Ibadah Haji di Tengah Keterbatasan
Mbah Sarjo yang berasal dari Desa Ngumpul, Jombang, Jawa Timur, kehilangan penglihatan total sejak lima tahun lalu akibat glaukoma. Namun, hal itu tak menyurutkan tekadnya untuk mendaftar haji pada tahun 2014. Setelah menunggu 12 tahun, akhirnya ia berangkat pada 18 Mei 2026 bersama istri dan anaknya yang juga menjadi jemaah.
Selama di Tanah Suci, ia menjalani setiap ritual dengan bantuan pendamping khusus. Saat tawaf di Masjidil Haram, seorang petugas memandunya sambil terus menggandeng tangan. Ketika sa’i antara Safa dan Marwah, ia menggunakan kursi roda elektrik yang dikendalikan oleh pembimbing. “Petugasnya sangat sabar. Mereka menjelaskan setiap langkah, bahkan membantu saya menyentuh Hajar Aswad,” kenang Mbah Sarjo.

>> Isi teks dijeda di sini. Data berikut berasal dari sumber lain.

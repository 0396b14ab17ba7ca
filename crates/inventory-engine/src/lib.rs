//! inventory-engine: path-and-filter traversal over the inventory graph.
//!
//! A fluent query such as
//! `inventory.tenants().get("acme").environments().get("prod").resources().get_all()`
//! accumulates a [`FilterPath`] without touching storage. The terminal `async`
//! call hands that path to a [`Backend`], which walks its graph and returns
//! element handles the engine converts into typed entities.
//!
//! Mutations follow one template for every kind; per-kind behaviour (id
//! derivation, implicit edges, dependent cleanup) comes from the strategy
//! values in [`kinds`].

pub mod backend;
pub mod context;
pub mod data;
pub mod fetch;
pub mod filter;
pub mod inventory;
pub mod kinds;
pub mod memory;
pub mod mutate;
pub mod navigate;
pub mod notify;
pub mod registry;
pub mod relationships;

pub use backend::Backend;
pub use context::{ImplicitRelationship, TraversalContext};
pub use fetch::{Multiple, Single};
pub use filter::{Accumulator, Filter, FilterPath, Step};
pub use inventory::Inventory;
pub use kinds::{
    Cleanup, Data, EntityStrategy, Environments, Feeds, MetricTypes, Metrics, ResourceTypes,
    Resources, Tenants, WiredUp,
};
pub use memory::{MemoryBackend, MemoryElement};
pub use mutate::{Read, ReadWrite};
pub use notify::{BroadcastSink, CollectingSink, NoopSink, NotificationSink};
pub use registry::KindRegistry;
pub use relationships::{Associations, MultipleRelationships, Relationships, SingleRelationship};
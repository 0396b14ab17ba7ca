//! Single and multiple entity fetchers.
//!
//! Fetchers are lazy: building one never touches the backend. Resolution
//! happens in the terminal `async` calls (`entity`, `entities`, `count`, ...).

use std::marker::PhantomData;

use inventory_core::{
    Direction, Entity, EntityKind, InventoryEntity, InventoryError, Page, Pager, Result,
};

use crate::backend::Backend;
use crate::context::TraversalContext;
use crate::filter::FilterPath;
use crate::kinds::EntityStrategy;
use crate::relationships::Relationships;

/// Resolve a context that must denote exactly one entity.
///
/// Zero matches fail with `EntityNotFound`, more than one with `AmbiguousResult`.
pub(crate) async fn resolve_one<B: Backend>(
    ctx: &TraversalContext<B>,
    kind: EntityKind,
) -> Result<B::Element> {
    let mut found = ctx.backend().resolve(ctx.path()).await?;
    match found.len() {
        0 => Err(InventoryError::EntityNotFound {
            kind,
            filters: ctx.path().to_string(),
        }),
        1 => Ok(found.remove(0)),
        count => Err(InventoryError::AmbiguousResult {
            kind,
            count,
            filters: ctx.path().to_string(),
        }),
    }
}

/// Value of an ordering field: `id`, `path`, or a property name.
pub(crate) fn entity_field(entity: &Entity, field: &str) -> Option<serde_json::Value> {
    match field {
        "id" => Some(serde_json::Value::String(entity.id().to_string())),
        "path" => Some(serde_json::Value::String(entity.path().to_string())),
        name => entity.properties().get(name).cloned(),
    }
}

/// Apply the context's default page size when the caller asked for everything.
pub(crate) fn effective_pager<B: Backend>(ctx: &TraversalContext<B>, pager: &Pager) -> Pager {
    let mut pager = pager.clone();
    if pager.limit.is_none() {
        pager.limit = ctx.page_limit();
    }
    pager
}

/// A view that resolves to exactly one entity.
pub struct Single<B: Backend, S> {
    ctx: TraversalContext<B>,
    _strategy: PhantomData<S>,
}

impl<B: Backend, S> Clone for Single<B, S> {
    fn clone(&self) -> Self {
        Self {
            ctx: self.ctx.clone(),
            _strategy: PhantomData,
        }
    }
}

impl<B: Backend, S: EntityStrategy<B>> Single<B, S> {
    pub(crate) fn new(ctx: TraversalContext<B>) -> Self {
        Self {
            ctx,
            _strategy: PhantomData,
        }
    }

    pub fn context(&self) -> &TraversalContext<B> {
        &self.ctx
    }

    pub fn path_filters(&self) -> &FilterPath {
        self.ctx.path()
    }

    pub async fn entity(&self) -> Result<S::Entity> {
        let element = self.element().await?;
        let entity = self.ctx.backend().convert(&element, Self::kind()).await?;
        S::Entity::from_entity(entity)
    }

    pub async fn exists(&self) -> Result<bool> {
        match self.element().await {
            Ok(_) => Ok(true),
            Err(InventoryError::EntityNotFound { .. }) => Ok(false),
            Err(e) => Err(e),
        }
    }

    /// Outgoing relationships of this entity.
    pub fn relationships(&self) -> Relationships<B> {
        self.relationships_with(Direction::Outgoing)
    }

    pub fn relationships_with(&self, direction: Direction) -> Relationships<B> {
        Relationships::new(self.ctx.clone(), Self::kind(), direction)
    }

    pub(crate) async fn element(&self) -> Result<B::Element> {
        resolve_one(&self.ctx, Self::kind()).await
    }

    pub(crate) fn kind() -> EntityKind {
        <S::Entity as InventoryEntity>::KIND
    }
}

/// A view over zero or more entities. An empty result is not an error.
pub struct Multiple<B: Backend, S> {
    ctx: TraversalContext<B>,
    _strategy: PhantomData<S>,
}

impl<B: Backend, S> Clone for Multiple<B, S> {
    fn clone(&self) -> Self {
        Self {
            ctx: self.ctx.clone(),
            _strategy: PhantomData,
        }
    }
}

impl<B: Backend, S: EntityStrategy<B>> Multiple<B, S> {
    pub(crate) fn new(ctx: TraversalContext<B>) -> Self {
        Self {
            ctx,
            _strategy: PhantomData,
        }
    }

    pub fn context(&self) -> &TraversalContext<B> {
        &self.ctx
    }

    pub fn path_filters(&self) -> &FilterPath {
        self.ctx.path()
    }

    /// One page of the matching entities, in resolution order unless the pager
    /// asks for an ordering.
    pub async fn entities(&self, pager: &Pager) -> Result<Page<S::Entity>> {
        self.fetch(effective_pager(&self.ctx, pager)).await
    }

    /// Every matching entity, ignoring the default page size.
    pub async fn all(&self) -> Result<Vec<S::Entity>> {
        Ok(self.fetch(Pager::unlimited()).await?.items)
    }

    async fn fetch(&self, pager: Pager) -> Result<Page<S::Entity>> {
        let kind = <S::Entity as InventoryEntity>::KIND;
        let backend = self.ctx.backend();
        let elements = backend.resolve(self.ctx.path()).await?;

        let mut entities = Vec::with_capacity(elements.len());
        for element in &elements {
            entities.push(backend.convert(element, kind).await?);
        }

        pager.sort(&mut entities, entity_field);
        let page = pager.slice(entities);

        let mut typed = Vec::with_capacity(page.items.len());
        for entity in page.items {
            typed.push(S::Entity::from_entity(entity)?);
        }
        Ok(Page {
            items: typed,
            total: page.total,
            offset: page.offset,
            limit: page.limit,
        })
    }

    pub async fn count(&self) -> Result<usize> {
        Ok(self.ctx.backend().resolve(self.ctx.path()).await?.len())
    }

    pub fn relationships(&self) -> Relationships<B> {
        self.relationships_with(Direction::Outgoing)
    }

    pub fn relationships_with(&self, direction: Direction) -> Relationships<B> {
        Relationships::new(
            self.ctx.clone(),
            <S::Entity as InventoryEntity>::KIND,
            direction,
        )
    }
}
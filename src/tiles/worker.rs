use crate::core::config::GridConfig;
use crate::core::constants::DEFAULT_WORKER_IDLE_TICK;
use crate::tiles::provider::TileProvider;
use crossbeam_channel::{Receiver, RecvTimeoutError, Sender};
use std::sync::Arc;
use std::thread::JoinHandle;
use std::time::Duration;

/// Configuration for the background generation worker
#[derive(Debug, Clone)]
pub struct WorkerConfig {
    /// How long the worker waits for a nudge before polling the queue
    /// anyway. Doubles as the pacing between generation steps.
    pub idle_tick: Duration,
}

impl Default for WorkerConfig {
    fn default() -> Self {
        Self {
            idle_tick: DEFAULT_WORKER_IDLE_TICK,
        }
    }
}

impl From<&GridConfig> for WorkerConfig {
    fn from(config: &GridConfig) -> Self {
        Self {
            idle_tick: config.worker_idle_tick,
        }
    }
}

enum Control {
    Wake,
    Shutdown,
}

/// The single background consumer of a provider's generation queue.
///
/// Owns a dedicated thread that repeatedly invokes
/// [`TileProvider::generate_next_pending`], paced by the idle tick and
/// nudged via [`GenerationWorker::notify`] after range changes. Exactly
/// one worker per provider is supported; the queue strategy assumes at
/// most one generation in flight.
///
/// A generation call may take arbitrarily long; foreground interaction is
/// never blocked on it, only the visibility of that one tile is delayed.
pub struct GenerationWorker {
    control_tx: Sender<Control>,
    handle: Option<JoinHandle<()>>,
}

impl GenerationWorker {
    /// Starts the worker thread for the given provider
    pub fn spawn(provider: Arc<dyn TileProvider>, config: WorkerConfig) -> Self {
        let (control_tx, control_rx) = crossbeam_channel::unbounded();
        let idle_tick = config.idle_tick;

        let spawned = std::thread::Builder::new()
            .name("tilegrid-generation".into())
            .spawn(move || Self::run(provider, control_rx, idle_tick));

        let handle = match spawned {
            Ok(handle) => Some(handle),
            Err(e) => {
                log::error!("failed to spawn generation worker: {e}");
                None
            }
        };

        Self { control_tx, handle }
    }

    fn run(provider: Arc<dyn TileProvider>, control_rx: Receiver<Control>, idle_tick: Duration) {
        log::debug!("generation worker started, tick {idle_tick:?}");

        loop {
            match control_rx.recv_timeout(idle_tick) {
                Ok(Control::Shutdown) | Err(RecvTimeoutError::Disconnected) => break,
                Ok(Control::Wake) | Err(RecvTimeoutError::Timeout) => {}
            }

            // Coalesce a burst of nudges from a fast swipe into one pass;
            // the queue was rebuilt wholesale anyway.
            loop {
                match control_rx.try_recv() {
                    Ok(Control::Shutdown) => {
                        log::debug!("generation worker stopping");
                        return;
                    }
                    Ok(Control::Wake) => {}
                    Err(_) => break,
                }
            }

            provider.generate_next_pending();
        }

        log::debug!("generation worker stopped");
    }

    /// Nudges the worker after a visible-range change, so the first
    /// missing tile starts generating without waiting out the idle tick.
    pub fn notify(&self) {
        let _ = self.control_tx.send(Control::Wake);
    }

    /// Stops the worker thread and waits for it to exit
    pub fn shutdown(mut self) {
        self.stop();
    }

    fn stop(&mut self) {
        let _ = self.control_tx.send(Control::Shutdown);
        if let Some(handle) = self.handle.take() {
            let _ = handle.join();
        }
    }
}

impl Drop for GenerationWorker {
    fn drop(&mut self) {
        self.stop();
    }
}

#[cfg(test)]
mod tests {
    use super::*;
    use crate::core::coord::{TileCoordinate, TileRange};
    use crate::tiles::provider::GridAnchor;
    use crate::tiles::tile::Tile;
    use std::sync::atomic::{AtomicUsize, Ordering};
    use std::time::Instant;

    /// Provider stub counting generation calls
    struct CountingProvider {
        calls: AtomicUsize,
    }

    impl TileProvider for CountingProvider {
        fn tile_edge_length(&self) -> u32 {
            1
        }

        fn get_tile(&self, _coord: TileCoordinate) -> Option<Tile> {
            None
        }

        fn grid_anchor(&self) -> GridAnchor {
            GridAnchor::NorthWest
        }

        fn on_visible_range_changed(&self, _new_range: TileRange) {}

        fn generate_next_pending(&self) {
            self.calls.fetch_add(1, Ordering::SeqCst);
        }

        fn debug_summary(&self) -> String {
            format!("CountingProvider[calls={}]", self.calls.load(Ordering::SeqCst))
        }
    }

    #[test]
    fn test_worker_polls_provider_until_shutdown() {
        let provider = Arc::new(CountingProvider {
            calls: AtomicUsize::new(0),
        });
        let worker = GenerationWorker::spawn(
            provider.clone(),
            WorkerConfig {
                idle_tick: Duration::from_millis(1),
            },
        );

        let deadline = Instant::now() + Duration::from_secs(5);
        while provider.calls.load(Ordering::SeqCst) < 10 && Instant::now() < deadline {
            std::thread::sleep(Duration::from_millis(5));
        }
        assert!(provider.calls.load(Ordering::SeqCst) >= 10);

        worker.shutdown();
        let calls_at_shutdown = provider.calls.load(Ordering::SeqCst);
        std::thread::sleep(Duration::from_millis(20));
        assert_eq!(provider.calls.load(Ordering::SeqCst), calls_at_shutdown);
    }

    #[test]
    fn test_notify_wakes_a_long_idle_tick() {
        let provider = Arc::new(CountingProvider {
            calls: AtomicUsize::new(0),
        });
        let worker = GenerationWorker::spawn(
            provider.clone(),
            WorkerConfig {
                idle_tick: Duration::from_secs(60),
            },
        );

        // Without a nudge the first poll is a minute away
        std::thread::sleep(Duration::from_millis(50));
        assert_eq!(provider.calls.load(Ordering::SeqCst), 0);

        worker.notify();
        let deadline = Instant::now() + Duration::from_secs(5);
        while provider.calls.load(Ordering::SeqCst) == 0 && Instant::now() < deadline {
            std::thread::sleep(Duration::from_millis(5));
        }
        assert!(provider.calls.load(Ordering::SeqCst) >= 1);

        worker.shutdown();
    }

    #[test]
    fn test_drop_joins_the_thread() {
        let provider = Arc::new(CountingProvider {
            calls: AtomicUsize::new(0),
        });
        {
            let _worker = GenerationWorker::spawn(
                provider.clone(),
                WorkerConfig {
                    idle_tick: Duration::from_millis(1),
                },
            );
            std::thread::sleep(Duration::from_millis(10));
        }
        // Dropped: only the provider Arc we hold remains
        assert_eq!(Arc::strong_count(&provider), 1);
    }
}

Dukungan Pemerintah untuk Jamaah Berkebutuhan Khusus
Kementerian Agama mencatat, tahun 2026 Indonesia memberangkatkan 228.000 jemaah haji reguler. Dari jumlah itu, sekitar 0,05 persen merupakan penyandang disabilitas netra. Setiap jemaah tunanetra mendapatkan satu pendamping penuh waktu yang merupakan petugas haji profesional, serta bantuan teknis berupa tongkat pintar ber-sensor GPS dan audio guide yang menjelaskan setiap tahapan ibadah secara lisan.
“Ini bagian dari komitmen pemerintah untuk memberikan layanan inklusif,” ujar Kepala Sektor Khusus Disabilitas PPIH Arab Saudi, Ahmad Fauzi, saat dihubungi lewat sambungan telepon. Pihaknya juga menyiapkan layanan khusus di bandara, termasuk kursi roda, jalur prioritas, dan ruang tunggu lansia.
Di tengah suasana bandara yang sibuk dengan ribuan jemaah lain, Mbah Sarjo tampak tenang. Ia menggenggam erat tas kecil berisi air zamzam 5 liter dan sejumlah oleh-oleh kurma untuk sanak saudara. “Kalau sudah sampai rumah, saya mau langsung sujud syukur. Lalu peluk cucu-cucu,” ucapnya haru. Pesawat yang akan membawanya pulang perlahan mulai diparkir di apron, menandakan perjalanan suci ini akan segera berakhir. Bagi Mbah Sarjo, gelap di penglihatan tak pernah menghalangi terang di hati.
Pertanyaan Umum (FAQ)
- Bagaimana prosedur ibadah haji bagi jemaah tunanetra?
Setiap jemaah tunanetra didampingi petugas khusus yang membantu mobilitas dan ritual, termasuk tawaf dan sa’i. Mereka juga dibekali alat bantu seperti tongkat pintar ber-sensor GPS dan audio guide yang menjelaskan setiap tahapan ibadah secara lisan. - Apakah Mbah Sarjo Utomo dapat melaksanakan seluruh rangkaian haji dengan lancar?
Ya. Berkat dukungan tim pembimbing dan medis, Mbah Sarjo berhasil menyelesaikan seluruh rukun haji meskipun dengan keterbatasan penglihatan. Ia mengikuti semua prosesi, mulai dari wukuf di Arafah hingga melempar jumrah, dengan bantuan petugas. - Berapa jumlah jemaah haji tunanetra Indonesia tahun 2026?
Menurut data Kementerian Agama, terdapat sekitar 120 jemaah penyandang tunanetra yang tergabung dalam program haji reguler 2026. Mereka tersebar di berbagai kloter dan mendapatkan layanan khusus dari PPIH.